FDA genehmigt erste Generika Truvada für HIV-Infektion und Pre-Exposure Prophylaxe (PrEP)

- Oct 24, 2017-


8. Juni 2017 - Die US-amerikanische Zulassungsbehörde FDA hat die erste generische Version von Truvada zur Behandlung von HIV-1 in Kombination mit anderen antiretroviralen Arzneimitteln und zur Präexpositionsprophylaxe (PrEP) in Kombination mit sichereren Sexualpraktiken bis verhindern sexuell erworbene HIV-Infektion bei Erwachsenen mit hohem Risiko.


PrEP kann Teil einer umfassenden Strategie zur HIV-Prävention sein, die sicherere Sexualpraktiken wie konsistente und korrekte Kondombenutzung, regelmäßige HIV-Tests und Risikominderungsberatung einschließt. Als Teil von PrEP nehmen HIV-infizierte Personen, die ein hohes Risiko einer sexuell erworbenen HIV-Infektion haben, täglich antiretrovirale Medikamente ein, um ihre Chancen, sich mit HIV zu infizieren, zu verringern, wenn sie dem Virus ausgesetzt sind.


Die häufigsten Nebenwirkungen von HIV-1-infizierten Personen, die Emtricitabin und Tenofovirdisoproxilfumarat in klinischen Studien einnahmen, waren Durchfall, Übelkeit, Müdigkeit, Kopfschmerzen, Schwindel, Depressionen, Schlaflosigkeit, abnorme Träume und Hautausschlag. HIV-1 nicht-infizierte Personen, die Truvada für PrEP einnahmen, berichteten über Kopfschmerzen, Bauchschmerzen und Gewichtsabnahme.

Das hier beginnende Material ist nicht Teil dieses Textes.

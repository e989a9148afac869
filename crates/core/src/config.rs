use serde::{Deserialize, Serialize};
use std::env;
use std::path::PathBuf;

/// Key under which the whole alert collection is stored.
pub const DEFAULT_STORAGE_KEY: &str = "priceAlerts";

/// Base URL of the flights API used for live price checks.
pub const DEFAULT_API_BASE_URL: &str = "http://localhost:3000/api";

/// HTTP request timeout for price providers, in seconds.
pub const DEFAULT_REQUEST_TIMEOUT_SECS: u64 = 30;

/// Runtime configuration for the alert core.
#[derive(Debug, Clone, PartialEq, Serialize, Deserialize)]
pub struct AlertConfig {
    /// Store key holding the serialized alert collection
    pub storage_key: String,

    /// Base URL for `FlightApiProvider` (no trailing slash needed)
    pub api_base_url: String,

    /// Per-request timeout for HTTP providers
    pub request_timeout_secs: u64,

    /// Directory for `FileStore`; `None` means the embedding app decides
    pub data_dir: Option<PathBuf>,
}

impl Default for AlertConfig {
    fn default() -> Self {
        Self {
            storage_key: DEFAULT_STORAGE_KEY.to_string(),
            api_base_url: DEFAULT_API_BASE_URL.to_string(),
            request_timeout_secs: DEFAULT_REQUEST_TIMEOUT_SECS,
            data_dir: None,
        }
    }
}

impl AlertConfig {
    /// Build a config from the environment, loading `.env` first if present.
    ///
    /// Recognised variables:
    /// - `FLIGHT_ALERTS_STORAGE_KEY`
    /// - `FLIGHT_ALERTS_API_BASE_URL`
    /// - `FLIGHT_ALERTS_REQUEST_TIMEOUT_SECS`
    /// - `FLIGHT_ALERTS_DATA_DIR`
    ///
    /// Missing or unparseable values keep their defaults.
    pub fn from_env() -> Self {
        dotenvy::dotenv().ok();

        let defaults = Self::default();

        let storage_key = env::var("FLIGHT_ALERTS_STORAGE_KEY")
            .ok()
            .filter(|s| !s.trim().is_empty())
            .unwrap_or(defaults.storage_key);

        let api_base_url = env::var("FLIGHT_ALERTS_API_BASE_URL")
            .ok()
            .filter(|s| !s.trim().is_empty())
            .unwrap_or(defaults.api_base_url);

        let request_timeout_secs = env::var("FLIGHT_ALERTS_REQUEST_TIMEOUT_SECS")
            .ok()
            .and_then(|s| s.trim().parse::<u64>().ok())
            .filter(|secs| *secs > 0)
            .unwrap_or(defaults.request_timeout_secs);

        let data_dir = env::var("FLIGHT_ALERTS_DATA_DIR")
            .ok()
            .filter(|s| !s.trim().is_empty())
            .map(PathBuf::from);

        Self {
            storage_key,
            api_base_url,
            request_timeout_secs,
            data_dir,
        }
    }
}
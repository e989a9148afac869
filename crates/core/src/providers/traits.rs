use async_trait::async_trait;

use crate::errors::CoreError;
use crate::models::quote::FlightQuote;

/// Trait abstraction for live flight price sources.
///
/// The alert core only needs "what does this flight cost right now"; the
/// HTTP API, a mock, or a cached search result can all answer that.
#[cfg_attr(target_arch = "wasm32", async_trait(?Send))]
#[cfg_attr(not(target_arch = "wasm32"), async_trait)]
pub trait FlightPriceProvider: Send + Sync {
    /// Human-readable name of this provider (for logs/errors).
    fn name(&self) -> &str;

    /// Get the current fare of a flight.
    async fn get_current_price(&self, flight_id: &str) -> Result<FlightQuote, CoreError>;
}
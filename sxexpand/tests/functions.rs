use std::fs;

use sxconfig::parse_values;
use sxexpand::{Environment, Expander, SecretProvider};
use tempfile::TempDir;

fn render(text: &str, values: &str) -> String {
    let dir = TempDir::new().unwrap();
    Expander::new(Environment::new(), SecretProvider::None)
        .render("test", text, dir.path(), &parse_values(values).unwrap())
        .unwrap()
}

#[test]
fn values_to_yaml() {
    let out = render(
        "config:\n{{ toYaml .Values.db | indent 2 }}",
        "db:\n  host: localhost\n  port: 5432\n",
    );

    assert_eq!(out, "config:\n  host: localhost\n  port: 5432");
}

#[test]
fn values_to_json() {
    assert_eq!(render("{{ toJson .Values }}", "b: 1\na: [x]\n"), r#"{"a":["x"],"b":1}"#);
}

#[test]
fn path_functions() {
    assert_eq!(
        render(
            r#"{{ filebase "/etc/app/conf.yaml" }} {{ filedir "/etc/app/conf.yaml" }} {{ fileext "conf.yaml" }} {{ fileclean "a/../b/./c" }}"#,
            ""
        ),
        "conf.yaml /etc/app .yaml b/c"
    );
}

#[test]
fn default_in_pipeline() {
    assert_eq!(render(r#"{{ .Values.name | default "anon" }}"#, "name: \"\"\n"), "anon");
    assert_eq!(render(r#"{{ .Values.name | default "anon" | upper | quote }}"#, "name: pipo\n"), "\"PIPO\"");
}

#[test]
fn file_get_reads_next_to_template() {
    let dir = TempDir::new().unwrap();
    fs::write(dir.path().join("cert.pem"), "-----BEGIN-----").unwrap();

    let out = Expander::new(Environment::new(), SecretProvider::None)
        .render("test", r#"{{ fileGet "cert.pem" | b64enc }}"#, dir.path(), &Default::default())
        .unwrap();

    assert_eq!(out, "LS0tLS1CRUdJTi0tLS0t");
}

#[test]
fn file_glob_feeds_config_and_secrets() {
    let dir = TempDir::new().unwrap();
    fs::create_dir(dir.path().join("conf")).unwrap();
    fs::write(dir.path().join("conf/a.yaml"), "x: 1\n").unwrap();
    fs::write(dir.path().join("conf/b.txt"), "pipo").unwrap();
    fs::write(dir.path().join("other.txt"), "ignored").unwrap();

    let expander = Expander::new(Environment::new(), SecretProvider::None);
    let render = |text: &str| {
        expander
            .render("test", text, dir.path(), &Default::default())
            .unwrap()
    };

    assert_eq!(
        render(r#"{{ toJson (fileGlob "conf/*") }}"#),
        r#"{"conf/a.yaml":"x: 1\n","conf/b.txt":"pipo"}"#
    );
    assert_eq!(render(r#"{{ fileGlob "conf/*.txt" | asSecrets }}"#), "b.txt: cGlwbw==");

    let config: std::collections::BTreeMap<String, String> =
        serde_yaml::from_str(&render(r#"{{ fileGlob "conf/*" | asConfig }}"#)).unwrap();
    assert_eq!(config["a.yaml"], "x: 1\n");
    assert_eq!(config["b.txt"], "pipo");
}

#[test]
fn values_to_toml() {
    assert_eq!(
        render("{{ toToml .Values }}", "name: x\nport: 1\n"),
        "name = \"x\"\nport = 1\n"
    );
}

Bei Emtricitabin und Tenofovirdisoproxilfumarat muss auf einen Medikationsguide für Patienten verzichtet werden, der wichtige Informationen über den Gebrauch und die Risiken von Medikamenten enthält. Emtricitabin und Tenofovirdisoproxilfumarat dürfen nur nach Anweisung des Arztes angewendet werden und dürfen nur im Mund genommen werden. Wenn Sie an Nierenproblemen leiden, kann Ihr Arzt Ihnen empfehlen, Emtricitabin und Tenofovirdisoproxilfumarat seltener einzunehmen. Ändern Sie nicht Ihre Dosis oder beenden Sie die Einnahme von Emtricitabin und Tenofovirdisoproxilfumarat, ohne vorher mit Ihrem Arzt gesprochen zu haben. Bleiben Sie bei der Einnahme von Emtricitabin und Tenofovirdisoproxilfumarat unter der Aufsicht eines Gesundheitsdienstleisters. Emtricitabin und Tenofovirdisoproxilfumarat, die für PrEP verwendet werden, dürfen nur Personen verabreicht werden, die unmittelbar vor der ersten Anwendung und während der Anwendung regelmäßig als HIV-negativ eingestuft wurden. Medikamentenresistente HIV-1-Varianten wurden mit der Verwendung von Emtricitabin und Tenofovirdisoproxilfumarat für PrEP nach unentdeckter akuter HIV-1-Infektion identifiziert. Emtricitabin und Tenofovirdisoproxilfumarat nicht für eine PrEP-Indikation einleiten, wenn Anzeichen oder Symptome einer akuten HIV-Infektion vorliegen, es sei denn, der negative Infektionsstatus wird bestätigt. Frauen, die mit HIV-1 infiziert sind, sollten angewiesen werden, während der Einnahme von Emtricitabin und Tenofovirdisoproxilfumarat nicht zu stillen.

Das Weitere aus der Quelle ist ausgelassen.